Dianne told her about Mexico and asked her opinion. She said no I have never seen it work. Now do I think wholelistic is important, healthy diet, exercise, low fat diet? Drink too much, never misses mammogram.

There are a lot of things that have scientific merit but right now unfortunately we have nothing to cure breast cancer without surgery.

We told her about Linda. Now your mind has been totally skewed to think that a mastectomy works better thank anything else. It doesn’t. There are no survival benefits to mastectomy. I tell people this is 1 time to set your emotions aside and listen to the facts. The facts are that have been proven over and over that there are no survival benefits to mastectomy. The recurrence rate is a little bit higher after lumpectomy. You have a breast there. The recurrence rate is about 4-6%. Meaning 94 to 96% of the people have no recurrence in that area. If you do have recurrence you would have to have mastectomy because you can not have radiation twice to the same breast. But if that happens, then you would have the same survival as if you started with as a mastectomy in the beginning.

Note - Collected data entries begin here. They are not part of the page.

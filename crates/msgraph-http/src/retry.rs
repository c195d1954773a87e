//! Back-off policy for throttled and unavailable responses.

use crate::options::RetryHandlerOption;
use chrono::{DateTime, Utc};
use std::time::Duration;

pub const RETRY_ATTEMPT_HEADER: &str = "Retry-Attempt";
pub const RETRY_AFTER_HEADER: &str = "Retry-After";

/// 429 Too Many Requests, 503 Service Unavailable, 504 Gateway Timeout.
pub fn is_retryable_status(status: u16) -> bool {
    matches!(status, 429 | 503 | 504)
}

/// Parse `Retry-After` as delta-seconds or an HTTP date.
pub fn parse_retry_after(value: &str, now: DateTime<Utc>) -> Option<Duration> {
    let value = value.trim();
    if let Ok(secs) = value.parse::<u64>() {
        return Some(Duration::from_secs(secs));
    }
    let at = DateTime::parse_from_rfc2822(value).ok()?.with_timezone(&Utc);
    Some((at - now).to_std().unwrap_or(Duration::ZERO))
}

/// Delay before retry number `attempt` (1-based).
///
/// A `Retry-After` value wins; otherwise the delay doubles each attempt
/// starting at `delay_sec`. Never more than `max_delay_sec`.
pub fn retry_delay(retry_after: Option<&str>, attempt: u32, option: &RetryHandlerOption) -> Duration {
    let max = Duration::from_secs(option.max_delay_sec);
    let delay = retry_after
        .and_then(|v| parse_retry_after(v, Utc::now()))
        .unwrap_or_else(|| {
            let factor = 2u64.saturating_pow(attempt.saturating_sub(1));
            Duration::from_secs(option.delay_sec.saturating_mul(factor))
        });
    delay.min(max)
}

#[cfg(test)]
mod tests {
    use super::*;

    fn option() -> RetryHandlerOption {
        RetryHandlerOption {
            max_retries: 3,
            delay_sec: 3,
            max_delay_sec: 180,
        }
    }

    #[test]
    fn test_retryable_statuses() {
        assert!(is_retryable_status(429));
        assert!(is_retryable_status(503));
        assert!(is_retryable_status(504));
        assert!(!is_retryable_status(500));
        assert!(!is_retryable_status(404));
    }

    #[test]
    fn test_retry_after_seconds() {
        assert_eq!(retry_delay(Some("7"), 1, &option()), Duration::from_secs(7));
    }

    #[test]
    fn test_retry_after_http_date() {
        let now = DateTime::parse_from_rfc2822("Wed, 21 Oct 2015 07:28:00 GMT")
            .unwrap()
            .with_timezone(&Utc);
        assert_eq!(
            parse_retry_after("Wed, 21 Oct 2015 07:28:30 GMT", now),
            Some(Duration::from_secs(30))
        );
        assert_eq!(
            parse_retry_after("Wed, 21 Oct 2015 07:27:00 GMT", now),
            Some(Duration::ZERO)
        );
        assert_eq!(parse_retry_after("soon", now), None);
    }

    #[test]
    fn test_exponential_backoff() {
        assert_eq!(retry_delay(None, 1, &option()), Duration::from_secs(3));
        assert_eq!(retry_delay(None, 2, &option()), Duration::from_secs(6));
        assert_eq!(retry_delay(None, 3, &option()), Duration::from_secs(12));
    }

    #[test]
    fn test_delay_is_capped() {
        assert_eq!(retry_delay(Some("600"), 1, &option()), Duration::from_secs(180));
        assert_eq!(retry_delay(None, 40, &option()), Duration::from_secs(180));
    }
}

That has been proven over and over again. I see no point in going straight to a mastectomy unless you can not sleep at night. Now the MRI may tell us something differently. You may have spots here and there, you may have something in your other side, and we may say we need to look at this a little more closely. Or, you may say I really want to have some genetic counseling and see if I have high risk of that gene. If you had that gene I would support taking both breasts taken off. These are some things that you can think about while you are waiting to get your MRI.

Or you may just want to keep a closer look with MRI, etc. You may not even fall in risk because you do not have 1st degree relatives.